By training an algorithm to recognize key data points, a computer can comb through large amounts of data in a matter of seconds. - For example, a pharmaceutical company may have a large library of chemical compounds. Trained AI can search through this library to quickly find compounds with similar chemical structures. This can help scientists identify new drug candidates. - Advanced algorithms can also be programmed to look for specific data points in large volumes of data. For example, an AI can be programmed to find patterns in gene sequencing data to identify new therapeutic targets for cancer research.
Drug discovery can be a lengthy, expensive process. AI can help speed things up by identifying key data points to help scientists predict which compounds are most likely to succeed in human trials. This will also help reduce false positives, which are common in drug discovery. - AI can be trained to identify which compounds are most likely to lead to successful human trials. Scientists can feed this information into the algorithm to help speed up the process. - This is especially helpful when scientists are searching through millions of compounds. AI can be programmed to recognize patterns in the compounds and decide which are worth further investigation. - The algorithm can also be programmed to identify patterns in failed experiments. This can help scientists avoid repeating mistakes and find their next lead.

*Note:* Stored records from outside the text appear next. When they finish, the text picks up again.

//! Scenario: a second edit inside the debounce window restarts it.
//!
//! # Invariant under test
//!
//! Edits at t=0 and t=499 ms produce no oracle call at t=500 ms. The single
//! call happens 500 ms after the last edit and carries the latest value.

use rdk_field::FieldStatus;
use rdk_testkit::{advance_ms, DeskHarness};

#[tokio::test(start_paused = true)]
async fn edit_at_499ms_restarts_the_window() {
    let h = DeskHarness::start_empty().unwrap();

    h.edit("usd", 2.0).await.unwrap();
    advance_ms(499).await;
    h.edit("usd", 3.0).await.unwrap();

    advance_ms(1).await;
    assert_eq!(h.oracle.call_count(), 0, "first timer must not fire");
    assert_eq!(h.field("usd").await.unwrap().status, FieldStatus::Dirty);

    advance_ms(498).await;
    assert_eq!(h.oracle.call_count(), 0);

    advance_ms(1).await;
    let calls = h.oracle.calls();
    assert_eq!(calls.len(), 1);
    assert_eq!(calls[0].candidate, 3.0);
    assert_eq!(h.field("usd").await.unwrap().status, FieldStatus::InProgress);
}

#[tokio::test(start_paused = true)]
async fn fields_debounce_independently() {
    let h = DeskHarness::start_empty().unwrap();

    h.edit("eur", 2.0).await.unwrap();
    advance_ms(300).await;
    h.edit("rup", 90.0).await.unwrap();

    advance_ms(200).await;
    let calls = h.oracle.calls();
    assert_eq!(calls.len(), 1);
    assert_eq!(calls[0].key.as_str(), "eur");

    advance_ms(300).await;
    let calls = h.oracle.calls();
    assert_eq!(calls.len(), 2);
    assert_eq!(calls[1].key.as_str(), "rup");
}
//! Scenario: an oracle answer for a superseded generation is ignored.
//!
//! # Invariant under test
//!
//! A field validated with candidate A is edited to B while the call is in
//! flight. When A's approval finally arrives it changes nothing: the field
//! stays DIRTY/B and the accepted value is untouched. B is then validated on
//! its own schedule.

use rdk_field::FieldStatus;
use rdk_testkit::{advance_ms, currency, settle, DeskHarness};

#[tokio::test(start_paused = true)]
async fn late_approval_for_old_candidate_is_dropped() {
    let h = DeskHarness::start_empty().unwrap();
    let accepted = h
        .desk
        .accepted_value_stream(currency("aus").unwrap())
        .await
        .unwrap();

    h.edit("aus", 2.0).await.unwrap();
    advance_ms(500).await;
    assert_eq!(h.field("aus").await.unwrap().status, FieldStatus::InProgress);

    // Edit while locked at the render boundary is still honoured by the core.
    let view = h.edit("aus", 3.0).await.unwrap();
    assert_eq!(view.status, FieldStatus::Dirty);

    assert!(h.oracle.resolve(0, true));
    settle().await;

    let aus = h.field("aus").await.unwrap();
    assert_eq!(aus.status, FieldStatus::Dirty);
    assert_eq!(aus.display_value, 3.0);
    assert_eq!(aus.accepted_value, 1.75);
    assert!(!accepted.has_changed().unwrap());

    advance_ms(500).await;
    let calls = h.oracle.calls();
    assert_eq!(calls.len(), 2);
    assert_eq!(calls[1].candidate, 3.0);

    assert!(h.oracle.resolve(1, true));
    settle().await;
    let aus = h.field("aus").await.unwrap();
    assert_eq!(aus.status, FieldStatus::Accepted);
    assert_eq!(aus.accepted_value, 3.0);
}

#[tokio::test(start_paused = true)]
async fn answers_arriving_out_of_order_only_honour_the_current_one() {
    let h = DeskHarness::start_empty().unwrap();

    h.edit("can", 2.0).await.unwrap();
    advance_ms(500).await;
    h.edit("can", 4.0).await.unwrap();
    advance_ms(500).await;
    assert_eq!(h.oracle.call_count(), 2);

    // Current call answers first, the superseded one after.
    assert!(h.oracle.resolve(1, false));
    settle().await;
    assert!(h.oracle.resolve(0, true));
    settle().await;

    let can = h.field("can").await.unwrap();
    assert_eq!(can.status, FieldStatus::Accepted);
    assert_eq!(can.accepted_value, 1.75);
    assert_eq!(can.display_value, 1.75);
}
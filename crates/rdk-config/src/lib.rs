//! rdk-config
//!
//! Layered YAML configuration.
//!
//! Documents are merged in order (later overrides earlier, maps merge
//! recursively, everything else is replaced wholesale), canonicalised to JSON
//! and hashed with SHA-256. The hash identifies the effective configuration a
//! desk was started with. [`load_desk_config`] layers caller documents over
//! [`BUILTIN_DESK_YAML`] and decodes the result into a validated
//! [`DeskConfig`].

mod desk;

pub use desk::{
    DeskConfig, DeskSection, NewOrdersSection, OracleKind, OracleSection, OrderEntry, RateEntry,
    BUILTIN_DESK_YAML,
};

use anyhow::{Context, Result};
use serde_json::Value;
use sha2::{Digest, Sha256};
use std::fs;

#[derive(Debug, Clone)]
pub struct LoadedConfig {
    pub config_hash: String,
    pub canonical_json: String,
    pub config_json: Value,
}

/// Effective desk configuration plus the identity of the merged document.
#[derive(Debug, Clone)]
pub struct LoadedDeskConfig {
    pub config_hash: String,
    pub canonical_json: String,
    pub desk: DeskConfig,
}

pub fn load_layered_yaml(paths: &[&str]) -> Result<LoadedConfig> {
    let docs = read_docs(paths)?;
    let doc_refs: Vec<&str> = docs.iter().map(|s| s.as_str()).collect();
    load_layered_yaml_from_strings(&doc_refs)
}

pub fn load_layered_yaml_from_strings(yaml_docs: &[&str]) -> Result<LoadedConfig> {
    // Merge YAML docs in order: earlier docs are base, later docs override.
    let mut merged = serde_json::json!({});
    for (i, raw) in yaml_docs.iter().enumerate() {
        let v_yaml: serde_yaml::Value =
            serde_yaml::from_str(raw).with_context(|| format!("invalid yaml (layer {i})"))?;
        // An empty document is a no-op layer.
        if v_yaml.is_null() {
            continue;
        }
        let v_json = serde_json::to_value(v_yaml).context("yaml->json conversion failed")?;
        merged = deep_merge(merged, v_json);
    }

    let canonical_json = canonicalize_json(&merged)?;
    let config_hash = sha256_hex(canonical_json.as_bytes());
    Ok(LoadedConfig {
        config_hash,
        canonical_json,
        config_json: merged,
    })
}

/// Layer the files at `paths` over the built-in desk and decode the result.
pub fn load_desk_config(paths: &[&str]) -> Result<LoadedDeskConfig> {
    let docs = read_docs(paths)?;
    let doc_refs: Vec<&str> = docs.iter().map(|s| s.as_str()).collect();
    load_desk_config_from_strings(&doc_refs)
}

/// As [`load_desk_config`], for in-memory overlays.
pub fn load_desk_config_from_strings(overlays: &[&str]) -> Result<LoadedDeskConfig> {
    let mut layers = Vec::with_capacity(overlays.len() + 1);
    layers.push(BUILTIN_DESK_YAML);
    layers.extend_from_slice(overlays);

    let loaded = load_layered_yaml_from_strings(&layers)?;
    let desk = DeskConfig::from_json(&loaded.config_json)?;
    Ok(LoadedDeskConfig {
        config_hash: loaded.config_hash,
        canonical_json: loaded.canonical_json,
        desk,
    })
}

fn read_docs(paths: &[&str]) -> Result<Vec<String>> {
    paths
        .iter()
        .map(|p| fs::read_to_string(p).with_context(|| format!("failed to read yaml path: {p}")))
        .collect()
}

fn deep_merge(a: Value, b: Value) -> Value {
    match (a, b) {
        (Value::Object(mut a_map), Value::Object(b_map)) => {
            for (k, b_val) in b_map {
                let a_val = a_map.remove(&k).unwrap_or(Value::Null);
                a_map.insert(k, deep_merge(a_val, b_val));
            }
            Value::Object(a_map)
        }
        (_, b_other) => b_other,
    }
}

fn canonicalize_json(v: &Value) -> Result<String> {
    // serde_json's default Map is ordered by key, so the compact form is
    // independent of source key order.
    let s = serde_json::to_string(v).context("canonical json serialize failed")?;
    Ok(s)
}

fn sha256_hex(bytes: &[u8]) -> String {
    let mut hasher = Sha256::new();
    hasher.update(bytes);
    let out = hasher.finalize();
    hex::encode(out)
}
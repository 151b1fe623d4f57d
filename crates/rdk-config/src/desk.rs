//! Typed desk configuration.

use std::collections::BTreeSet;
use std::time::Duration;

use anyhow::{bail, Context, Result};
use rdk_field::CurrencyKey;
use serde::{Deserialize, Serialize};
use serde_json::Value;

/// Base layer under every desk config: the stock rates and starter orders.
pub const BUILTIN_DESK_YAML: &str = r#"
desk:
  debounce_ms: 500
  notification_capacity: 1024
rates:
  - { key: eur, seed: 1.12 }
  - { key: usd, seed: 1.33 }
  - { key: rup, seed: 97.45 }
  - { key: aus, seed: 1.75 }
  - { key: can, seed: 1.75 }
orders:
  - { title: "The LEGO Movie 2: The Second Part", price: 8, currency: usd }
  - { title: "Kangaroo, 2yo 🦘", price: 750, currency: aus }
  - { title: "Old Amsterdam 🧀", price: 12.99, currency: eur }
  - { title: "Old Football boots Virgil van Dijk", price: 1200, currency: eur }
new_orders:
  default_currency: usd
oracle:
  kind: random
  approve_probability: 0.5
  max_latency_ms: 2000
  latency_ms: 0
"#;

#[derive(Debug, Clone, PartialEq, Serialize, Deserialize)]
#[serde(deny_unknown_fields)]
pub struct DeskConfig {
    pub desk: DeskSection,
    pub rates: Vec<RateEntry>,
    #[serde(default)]
    pub orders: Vec<OrderEntry>,
    pub new_orders: NewOrdersSection,
    pub oracle: OracleSection,
}

#[derive(Debug, Clone, Copy, PartialEq, Eq, Serialize, Deserialize)]
#[serde(deny_unknown_fields)]
pub struct DeskSection {
    /// Quiet period after the last edit before a field is validated.
    pub debounce_ms: u64,
    /// Capacity of the notification broadcast channel.
    pub notification_capacity: usize,
}

#[derive(Debug, Clone, PartialEq, Serialize, Deserialize)]
#[serde(deny_unknown_fields)]
pub struct RateEntry {
    pub key: CurrencyKey,
    pub seed: f64,
}

#[derive(Debug, Clone, PartialEq, Serialize, Deserialize)]
#[serde(deny_unknown_fields)]
pub struct OrderEntry {
    pub title: String,
    pub price: f64,
    pub currency: CurrencyKey,
}

#[derive(Debug, Clone, PartialEq, Serialize, Deserialize)]
#[serde(deny_unknown_fields)]
pub struct NewOrdersSection {
    pub default_currency: CurrencyKey,
}

#[derive(Debug, Clone, Copy, PartialEq, Eq, Serialize, Deserialize)]
#[serde(rename_all = "snake_case")]
pub enum OracleKind {
    Approve,
    Reject,
    Random,
}

#[derive(Debug, Clone, Copy, PartialEq, Serialize, Deserialize)]
#[serde(deny_unknown_fields)]
pub struct OracleSection {
    pub kind: OracleKind,
    /// `random` only.
    pub approve_probability: f64,
    /// `random` only: upper bound of the uniform delay.
    pub max_latency_ms: u64,
    /// `approve` / `reject` only: fixed delay.
    #[serde(default)]
    pub latency_ms: u64,
}

impl DeskConfig {
    /// Decode a merged config document and validate it.
    pub fn from_json(v: &Value) -> Result<Self> {
        let cfg: DeskConfig = serde_json::from_value(v.clone())
            .context("CONFIG_INVALID: desk config does not match schema")?;
        cfg.validate()?;
        Ok(cfg)
    }

    pub fn validate(&self) -> Result<()> {
        if self.desk.debounce_ms == 0 {
            bail!("CONFIG_INVALID: desk.debounce_ms must be > 0");
        }
        if self.desk.notification_capacity == 0 {
            bail!("CONFIG_INVALID: desk.notification_capacity must be > 0");
        }

        if self.rates.is_empty() {
            bail!("CONFIG_INVALID: rates must name at least one currency");
        }
        let mut keys = BTreeSet::new();
        for rate in &self.rates {
            if !keys.insert(&rate.key) {
                bail!("CONFIG_INVALID: duplicate rate key '{}'", rate.key);
            }
            if !(rate.seed.is_finite() && rate.seed > 0.0) {
                bail!(
                    "CONFIG_INVALID: rate '{}' seed must be finite and > 0, got {}",
                    rate.key,
                    rate.seed
                );
            }
        }

        for (i, order) in self.orders.iter().enumerate() {
            if !keys.contains(&order.currency) {
                bail!(
                    "CONFIG_INVALID: orders[{i}] references unknown currency '{}'",
                    order.currency
                );
            }
            if !(order.price.is_finite() && order.price >= 0.0) {
                bail!(
                    "CONFIG_INVALID: orders[{i}] price must be finite and >= 0, got {}",
                    order.price
                );
            }
        }

        if !keys.contains(&self.new_orders.default_currency) {
            bail!(
                "CONFIG_INVALID: new_orders.default_currency '{}' is not a configured rate",
                self.new_orders.default_currency
            );
        }

        let p = self.oracle.approve_probability;
        if !(0.0..=1.0).contains(&p) {
            bail!("CONFIG_INVALID: oracle.approve_probability must be within [0, 1], got {p}");
        }

        Ok(())
    }

    pub fn debounce(&self) -> Duration {
        Duration::from_millis(self.desk.debounce_ms)
    }

    /// `(key, seed)` pairs in configured order.
    pub fn seeds(&self) -> Vec<(CurrencyKey, f64)> {
        self.rates.iter().map(|r| (r.key.clone(), r.seed)).collect()
    }
}

impl OracleSection {
    pub fn max_latency(&self) -> Duration {
        Duration::from_millis(self.max_latency_ms)
    }

    pub fn latency(&self) -> Duration {
        Duration::from_millis(self.latency_ms)
    }
}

AI can also be used to look for patterns in gene sequencing data. This can help uncover new information about disease genes, drug target genes, and other genetic markers. - By training an AI to look for certain patterns in gene sequencing data, scientists can uncover new information about genetic diseases and pathways. This will help them develop new drugs and treatment plans. - AI can also be programmed to predict the function of genes. This will help scientists narrow down their search for new drug targets or treatment plans based on their gene sequence.
Machine learning and AI are already transforming the biotech industry. By implementing AI at the earliest stages of your business, you can reduce costs and increase productivity. You can also use AI to solve complex problems that scientists and researchers have been struggling with for years. One of the biggest challenges expected ahead remains the lack of machine learning talent. Tech recruiting firm located in Austin, Texas, Razoroo reports that nearly four machine learning openings currently exist for every machine learning professional. As more and more companies adopt AI, the latest and greatest algorithms are not cheap. Your business model and budget will determine how far you can go with AI adoption.